# [EXERCISE DESCRIPTION]
Check the entries below for lines with "impl"; report only how many there are.

*** STORED DATA ***

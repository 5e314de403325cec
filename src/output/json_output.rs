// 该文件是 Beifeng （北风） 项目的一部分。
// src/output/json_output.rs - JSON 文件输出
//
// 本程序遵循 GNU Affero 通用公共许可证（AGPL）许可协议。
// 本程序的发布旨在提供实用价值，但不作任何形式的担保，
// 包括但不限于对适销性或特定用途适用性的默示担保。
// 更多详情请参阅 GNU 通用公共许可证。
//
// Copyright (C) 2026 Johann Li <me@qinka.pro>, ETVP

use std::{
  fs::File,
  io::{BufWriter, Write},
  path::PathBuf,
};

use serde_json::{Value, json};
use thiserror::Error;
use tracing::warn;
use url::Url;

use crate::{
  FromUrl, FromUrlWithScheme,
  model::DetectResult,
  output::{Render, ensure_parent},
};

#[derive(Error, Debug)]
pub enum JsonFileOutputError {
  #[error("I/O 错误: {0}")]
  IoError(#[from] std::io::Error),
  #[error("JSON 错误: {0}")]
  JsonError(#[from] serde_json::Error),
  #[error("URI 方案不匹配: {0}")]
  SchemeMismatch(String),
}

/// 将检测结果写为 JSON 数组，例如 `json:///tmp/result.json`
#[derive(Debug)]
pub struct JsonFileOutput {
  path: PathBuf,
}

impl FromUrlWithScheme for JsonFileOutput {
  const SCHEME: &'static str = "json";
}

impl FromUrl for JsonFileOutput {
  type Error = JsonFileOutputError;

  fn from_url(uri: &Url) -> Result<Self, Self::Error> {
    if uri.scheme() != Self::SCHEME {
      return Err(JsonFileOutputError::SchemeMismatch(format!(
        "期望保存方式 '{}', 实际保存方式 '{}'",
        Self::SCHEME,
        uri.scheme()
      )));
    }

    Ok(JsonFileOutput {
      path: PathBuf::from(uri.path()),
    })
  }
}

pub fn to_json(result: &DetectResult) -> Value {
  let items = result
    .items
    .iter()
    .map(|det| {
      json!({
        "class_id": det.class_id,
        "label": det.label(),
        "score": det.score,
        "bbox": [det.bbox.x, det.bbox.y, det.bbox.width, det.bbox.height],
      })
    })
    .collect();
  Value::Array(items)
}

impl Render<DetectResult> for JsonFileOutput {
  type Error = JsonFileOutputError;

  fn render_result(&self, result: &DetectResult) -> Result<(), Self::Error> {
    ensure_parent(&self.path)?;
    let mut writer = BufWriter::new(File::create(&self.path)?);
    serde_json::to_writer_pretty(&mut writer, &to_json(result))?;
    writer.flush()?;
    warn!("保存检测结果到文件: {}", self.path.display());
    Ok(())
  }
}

*** End of STORED DATA ***
*** STORED DATA ***

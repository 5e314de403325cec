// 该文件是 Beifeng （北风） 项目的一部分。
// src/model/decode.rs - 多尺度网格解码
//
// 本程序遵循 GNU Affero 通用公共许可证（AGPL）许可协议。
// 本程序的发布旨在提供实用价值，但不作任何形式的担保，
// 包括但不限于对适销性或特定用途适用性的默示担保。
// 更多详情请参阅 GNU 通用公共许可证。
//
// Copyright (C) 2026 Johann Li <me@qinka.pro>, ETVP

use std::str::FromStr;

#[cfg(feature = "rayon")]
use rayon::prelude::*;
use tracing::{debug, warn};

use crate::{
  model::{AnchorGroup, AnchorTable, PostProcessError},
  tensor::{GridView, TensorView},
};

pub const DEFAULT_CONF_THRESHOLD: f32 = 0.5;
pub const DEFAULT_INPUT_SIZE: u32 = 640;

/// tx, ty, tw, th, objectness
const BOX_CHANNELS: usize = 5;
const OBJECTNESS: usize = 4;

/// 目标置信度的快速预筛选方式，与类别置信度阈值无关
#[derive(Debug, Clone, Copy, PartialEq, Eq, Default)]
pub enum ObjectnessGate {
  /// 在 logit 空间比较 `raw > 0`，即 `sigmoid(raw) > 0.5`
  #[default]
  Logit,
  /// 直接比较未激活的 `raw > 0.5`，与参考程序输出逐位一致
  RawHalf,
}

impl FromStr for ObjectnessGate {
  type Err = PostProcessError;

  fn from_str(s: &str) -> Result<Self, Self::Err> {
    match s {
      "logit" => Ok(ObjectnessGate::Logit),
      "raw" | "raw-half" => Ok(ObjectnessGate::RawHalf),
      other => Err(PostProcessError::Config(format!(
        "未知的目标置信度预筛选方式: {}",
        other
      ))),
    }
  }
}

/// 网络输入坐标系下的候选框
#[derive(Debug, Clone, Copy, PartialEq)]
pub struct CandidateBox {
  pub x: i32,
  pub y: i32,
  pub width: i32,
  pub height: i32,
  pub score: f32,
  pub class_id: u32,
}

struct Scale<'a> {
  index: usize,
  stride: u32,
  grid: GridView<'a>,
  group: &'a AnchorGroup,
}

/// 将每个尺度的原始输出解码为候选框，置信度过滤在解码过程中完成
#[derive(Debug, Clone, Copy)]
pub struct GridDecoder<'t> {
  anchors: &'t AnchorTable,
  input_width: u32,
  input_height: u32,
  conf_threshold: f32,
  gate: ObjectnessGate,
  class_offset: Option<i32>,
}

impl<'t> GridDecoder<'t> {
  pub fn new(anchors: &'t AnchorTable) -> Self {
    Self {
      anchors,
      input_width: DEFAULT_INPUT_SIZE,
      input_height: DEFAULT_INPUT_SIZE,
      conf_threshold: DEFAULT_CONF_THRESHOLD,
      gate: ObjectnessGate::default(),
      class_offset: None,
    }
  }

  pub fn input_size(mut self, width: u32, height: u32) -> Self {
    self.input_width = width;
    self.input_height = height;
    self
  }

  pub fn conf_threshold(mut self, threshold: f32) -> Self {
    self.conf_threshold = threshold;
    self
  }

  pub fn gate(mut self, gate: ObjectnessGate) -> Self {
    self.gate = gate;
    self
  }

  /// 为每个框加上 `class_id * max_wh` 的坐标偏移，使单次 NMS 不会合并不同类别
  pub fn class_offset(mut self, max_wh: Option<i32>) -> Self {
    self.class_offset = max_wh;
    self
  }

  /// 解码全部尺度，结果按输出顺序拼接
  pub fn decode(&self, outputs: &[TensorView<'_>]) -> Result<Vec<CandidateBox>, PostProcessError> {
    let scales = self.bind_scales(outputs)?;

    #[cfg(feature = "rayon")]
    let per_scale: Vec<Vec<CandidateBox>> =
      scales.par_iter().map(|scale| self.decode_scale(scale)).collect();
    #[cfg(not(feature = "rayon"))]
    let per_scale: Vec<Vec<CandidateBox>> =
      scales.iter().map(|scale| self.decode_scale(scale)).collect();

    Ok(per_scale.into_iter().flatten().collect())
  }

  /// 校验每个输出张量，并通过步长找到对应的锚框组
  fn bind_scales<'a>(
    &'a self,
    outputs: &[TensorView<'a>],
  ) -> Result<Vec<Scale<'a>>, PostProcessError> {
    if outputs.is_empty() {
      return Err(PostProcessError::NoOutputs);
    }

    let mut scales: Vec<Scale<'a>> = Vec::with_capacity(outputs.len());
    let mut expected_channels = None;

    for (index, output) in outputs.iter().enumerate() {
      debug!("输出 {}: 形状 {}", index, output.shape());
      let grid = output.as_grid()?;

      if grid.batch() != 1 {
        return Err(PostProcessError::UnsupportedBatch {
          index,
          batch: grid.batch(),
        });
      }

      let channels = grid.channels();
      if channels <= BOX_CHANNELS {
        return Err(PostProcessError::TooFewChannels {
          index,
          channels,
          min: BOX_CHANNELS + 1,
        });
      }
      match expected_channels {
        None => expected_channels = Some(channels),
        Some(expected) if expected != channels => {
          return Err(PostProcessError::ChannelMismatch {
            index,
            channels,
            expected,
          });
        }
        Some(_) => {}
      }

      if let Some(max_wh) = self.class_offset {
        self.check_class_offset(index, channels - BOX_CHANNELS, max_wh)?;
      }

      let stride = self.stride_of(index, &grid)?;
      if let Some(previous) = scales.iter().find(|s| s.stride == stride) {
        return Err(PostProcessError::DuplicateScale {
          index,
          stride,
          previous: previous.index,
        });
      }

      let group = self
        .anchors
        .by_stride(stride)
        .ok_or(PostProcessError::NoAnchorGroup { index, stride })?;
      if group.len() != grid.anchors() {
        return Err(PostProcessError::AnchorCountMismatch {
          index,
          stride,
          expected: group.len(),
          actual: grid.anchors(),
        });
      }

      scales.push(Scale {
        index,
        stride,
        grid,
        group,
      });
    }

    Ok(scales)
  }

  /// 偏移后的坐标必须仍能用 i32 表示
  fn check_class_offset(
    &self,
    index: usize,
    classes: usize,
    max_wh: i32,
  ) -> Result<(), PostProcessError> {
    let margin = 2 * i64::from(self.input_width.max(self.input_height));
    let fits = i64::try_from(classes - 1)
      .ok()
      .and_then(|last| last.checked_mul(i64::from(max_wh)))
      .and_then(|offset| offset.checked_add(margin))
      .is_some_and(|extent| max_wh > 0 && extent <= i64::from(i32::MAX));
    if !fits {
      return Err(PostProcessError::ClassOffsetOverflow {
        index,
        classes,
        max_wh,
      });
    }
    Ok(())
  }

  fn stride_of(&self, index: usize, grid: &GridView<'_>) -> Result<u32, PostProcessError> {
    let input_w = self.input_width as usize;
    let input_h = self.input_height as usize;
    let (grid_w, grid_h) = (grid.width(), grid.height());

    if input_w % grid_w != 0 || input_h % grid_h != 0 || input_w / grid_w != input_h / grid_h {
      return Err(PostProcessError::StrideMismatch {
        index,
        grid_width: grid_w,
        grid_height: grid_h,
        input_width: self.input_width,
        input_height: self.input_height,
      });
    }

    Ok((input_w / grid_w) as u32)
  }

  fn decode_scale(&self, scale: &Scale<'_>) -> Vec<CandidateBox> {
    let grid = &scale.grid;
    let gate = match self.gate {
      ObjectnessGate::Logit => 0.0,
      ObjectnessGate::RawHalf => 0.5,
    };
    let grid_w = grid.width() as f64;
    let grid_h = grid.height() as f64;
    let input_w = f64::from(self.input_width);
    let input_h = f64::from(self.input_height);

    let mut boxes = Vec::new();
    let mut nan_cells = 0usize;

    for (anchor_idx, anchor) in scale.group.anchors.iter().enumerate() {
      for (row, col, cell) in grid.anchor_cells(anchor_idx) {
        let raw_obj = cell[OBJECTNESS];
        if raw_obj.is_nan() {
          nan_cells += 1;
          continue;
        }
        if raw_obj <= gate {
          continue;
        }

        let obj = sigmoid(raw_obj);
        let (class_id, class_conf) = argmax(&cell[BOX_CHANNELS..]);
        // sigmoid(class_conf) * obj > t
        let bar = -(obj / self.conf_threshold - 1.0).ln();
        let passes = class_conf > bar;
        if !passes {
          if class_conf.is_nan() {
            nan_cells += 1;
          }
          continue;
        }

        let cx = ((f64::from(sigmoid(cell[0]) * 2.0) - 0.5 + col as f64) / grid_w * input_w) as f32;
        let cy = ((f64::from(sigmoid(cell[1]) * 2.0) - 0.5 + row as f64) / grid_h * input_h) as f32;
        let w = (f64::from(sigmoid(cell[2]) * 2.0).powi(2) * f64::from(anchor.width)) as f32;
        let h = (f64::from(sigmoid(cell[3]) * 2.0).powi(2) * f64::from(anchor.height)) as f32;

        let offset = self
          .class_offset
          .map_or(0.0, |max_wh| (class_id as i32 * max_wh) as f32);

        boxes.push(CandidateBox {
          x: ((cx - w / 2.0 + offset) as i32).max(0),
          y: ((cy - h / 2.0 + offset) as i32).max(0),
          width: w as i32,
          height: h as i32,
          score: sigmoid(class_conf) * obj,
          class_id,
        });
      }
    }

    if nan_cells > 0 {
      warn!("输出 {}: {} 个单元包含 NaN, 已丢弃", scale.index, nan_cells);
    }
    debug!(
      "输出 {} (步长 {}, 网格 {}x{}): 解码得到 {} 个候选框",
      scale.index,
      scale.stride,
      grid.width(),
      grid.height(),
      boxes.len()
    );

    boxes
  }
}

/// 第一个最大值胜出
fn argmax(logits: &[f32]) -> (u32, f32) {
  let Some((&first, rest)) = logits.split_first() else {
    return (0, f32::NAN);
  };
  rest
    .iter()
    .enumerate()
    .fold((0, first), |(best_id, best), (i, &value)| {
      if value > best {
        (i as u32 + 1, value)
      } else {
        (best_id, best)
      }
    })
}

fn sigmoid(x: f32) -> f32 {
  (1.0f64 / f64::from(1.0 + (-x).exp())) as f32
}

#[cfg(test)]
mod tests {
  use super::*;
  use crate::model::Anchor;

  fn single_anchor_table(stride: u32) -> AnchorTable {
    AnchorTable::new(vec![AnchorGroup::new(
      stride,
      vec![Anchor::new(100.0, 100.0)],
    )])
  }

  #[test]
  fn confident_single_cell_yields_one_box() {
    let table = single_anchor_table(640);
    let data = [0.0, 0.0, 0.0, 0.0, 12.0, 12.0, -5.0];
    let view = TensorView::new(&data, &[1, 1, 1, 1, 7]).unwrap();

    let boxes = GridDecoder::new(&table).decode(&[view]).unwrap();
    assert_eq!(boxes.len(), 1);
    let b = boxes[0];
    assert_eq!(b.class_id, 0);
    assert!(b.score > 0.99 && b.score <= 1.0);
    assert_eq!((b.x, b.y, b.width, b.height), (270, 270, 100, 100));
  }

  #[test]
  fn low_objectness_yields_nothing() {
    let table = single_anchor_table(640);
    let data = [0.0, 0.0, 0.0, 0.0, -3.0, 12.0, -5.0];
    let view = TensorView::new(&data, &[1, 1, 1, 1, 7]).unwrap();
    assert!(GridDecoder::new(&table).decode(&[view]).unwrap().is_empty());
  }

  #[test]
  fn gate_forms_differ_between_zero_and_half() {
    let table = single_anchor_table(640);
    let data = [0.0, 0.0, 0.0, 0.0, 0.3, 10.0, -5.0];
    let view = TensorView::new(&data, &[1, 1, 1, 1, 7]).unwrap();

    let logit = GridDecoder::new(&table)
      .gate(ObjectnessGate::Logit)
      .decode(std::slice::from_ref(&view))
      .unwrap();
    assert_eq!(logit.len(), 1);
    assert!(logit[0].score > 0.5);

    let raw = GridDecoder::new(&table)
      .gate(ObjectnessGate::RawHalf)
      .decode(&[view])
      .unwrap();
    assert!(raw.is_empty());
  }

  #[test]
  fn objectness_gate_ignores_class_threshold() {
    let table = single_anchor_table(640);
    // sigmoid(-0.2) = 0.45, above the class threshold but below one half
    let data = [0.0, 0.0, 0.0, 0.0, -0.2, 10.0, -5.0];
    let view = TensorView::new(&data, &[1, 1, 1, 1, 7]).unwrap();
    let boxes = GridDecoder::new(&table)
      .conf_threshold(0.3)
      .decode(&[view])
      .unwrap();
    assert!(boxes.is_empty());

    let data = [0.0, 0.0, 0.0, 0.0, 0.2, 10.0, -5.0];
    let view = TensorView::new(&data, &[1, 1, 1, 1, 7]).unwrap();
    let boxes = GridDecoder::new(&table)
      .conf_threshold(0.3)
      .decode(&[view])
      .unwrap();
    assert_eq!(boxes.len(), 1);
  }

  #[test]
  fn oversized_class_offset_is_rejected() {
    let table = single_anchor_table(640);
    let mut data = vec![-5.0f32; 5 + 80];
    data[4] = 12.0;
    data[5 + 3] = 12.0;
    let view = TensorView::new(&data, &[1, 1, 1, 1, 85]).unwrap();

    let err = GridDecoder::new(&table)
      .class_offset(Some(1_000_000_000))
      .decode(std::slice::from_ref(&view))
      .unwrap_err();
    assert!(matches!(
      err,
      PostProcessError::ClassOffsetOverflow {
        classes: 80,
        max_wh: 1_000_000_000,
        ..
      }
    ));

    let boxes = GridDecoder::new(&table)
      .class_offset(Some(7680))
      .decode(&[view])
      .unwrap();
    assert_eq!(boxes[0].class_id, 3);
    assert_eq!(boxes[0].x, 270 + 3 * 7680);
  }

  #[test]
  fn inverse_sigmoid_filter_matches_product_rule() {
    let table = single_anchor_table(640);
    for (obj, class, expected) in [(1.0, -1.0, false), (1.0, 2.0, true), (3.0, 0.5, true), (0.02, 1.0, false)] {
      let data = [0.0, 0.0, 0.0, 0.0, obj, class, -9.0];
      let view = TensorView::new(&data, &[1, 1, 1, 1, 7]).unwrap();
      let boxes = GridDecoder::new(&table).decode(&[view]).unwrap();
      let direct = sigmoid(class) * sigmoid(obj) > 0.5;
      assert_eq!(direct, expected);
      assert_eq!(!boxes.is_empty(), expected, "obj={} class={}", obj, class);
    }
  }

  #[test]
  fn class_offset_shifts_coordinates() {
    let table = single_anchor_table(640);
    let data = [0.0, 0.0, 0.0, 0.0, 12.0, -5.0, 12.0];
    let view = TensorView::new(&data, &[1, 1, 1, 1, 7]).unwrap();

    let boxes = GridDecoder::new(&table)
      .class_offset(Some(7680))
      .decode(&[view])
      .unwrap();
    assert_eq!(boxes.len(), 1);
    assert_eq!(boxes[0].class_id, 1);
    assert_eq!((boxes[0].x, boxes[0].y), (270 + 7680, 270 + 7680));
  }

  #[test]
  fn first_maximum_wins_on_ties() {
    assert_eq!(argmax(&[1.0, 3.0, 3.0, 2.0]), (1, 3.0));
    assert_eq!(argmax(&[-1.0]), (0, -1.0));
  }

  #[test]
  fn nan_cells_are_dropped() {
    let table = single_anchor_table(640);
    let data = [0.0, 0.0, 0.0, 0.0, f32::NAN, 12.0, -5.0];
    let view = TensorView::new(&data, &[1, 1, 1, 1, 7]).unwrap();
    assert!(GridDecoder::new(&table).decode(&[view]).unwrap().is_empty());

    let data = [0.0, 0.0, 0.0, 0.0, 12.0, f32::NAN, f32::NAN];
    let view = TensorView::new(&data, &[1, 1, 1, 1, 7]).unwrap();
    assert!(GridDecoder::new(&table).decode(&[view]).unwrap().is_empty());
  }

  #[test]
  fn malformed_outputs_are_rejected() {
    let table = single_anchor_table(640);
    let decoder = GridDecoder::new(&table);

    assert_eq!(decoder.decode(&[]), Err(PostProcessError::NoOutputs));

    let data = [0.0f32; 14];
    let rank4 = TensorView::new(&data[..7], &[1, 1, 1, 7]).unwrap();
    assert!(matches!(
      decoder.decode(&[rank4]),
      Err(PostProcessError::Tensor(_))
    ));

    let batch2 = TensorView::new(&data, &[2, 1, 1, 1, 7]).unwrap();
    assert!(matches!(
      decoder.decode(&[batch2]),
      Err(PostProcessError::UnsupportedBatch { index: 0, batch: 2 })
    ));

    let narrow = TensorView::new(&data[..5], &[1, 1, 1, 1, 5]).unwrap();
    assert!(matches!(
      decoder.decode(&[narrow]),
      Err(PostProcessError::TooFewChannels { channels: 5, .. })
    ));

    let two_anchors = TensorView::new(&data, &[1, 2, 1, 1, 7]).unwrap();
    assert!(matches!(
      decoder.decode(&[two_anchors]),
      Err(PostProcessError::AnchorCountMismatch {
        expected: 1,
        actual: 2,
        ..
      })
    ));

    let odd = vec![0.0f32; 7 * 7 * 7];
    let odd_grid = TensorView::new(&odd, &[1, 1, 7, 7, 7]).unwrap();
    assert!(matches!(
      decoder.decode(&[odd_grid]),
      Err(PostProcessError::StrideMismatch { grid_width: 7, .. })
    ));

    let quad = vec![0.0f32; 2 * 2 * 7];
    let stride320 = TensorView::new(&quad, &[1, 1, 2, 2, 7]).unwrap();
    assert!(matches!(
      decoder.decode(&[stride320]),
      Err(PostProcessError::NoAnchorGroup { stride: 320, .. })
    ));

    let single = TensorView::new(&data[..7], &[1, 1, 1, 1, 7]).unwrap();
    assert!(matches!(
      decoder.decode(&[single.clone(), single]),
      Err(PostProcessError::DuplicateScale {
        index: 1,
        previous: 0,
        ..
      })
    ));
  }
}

*** End of STORED DATA ***

# [EXERCISE RESPONSE]
5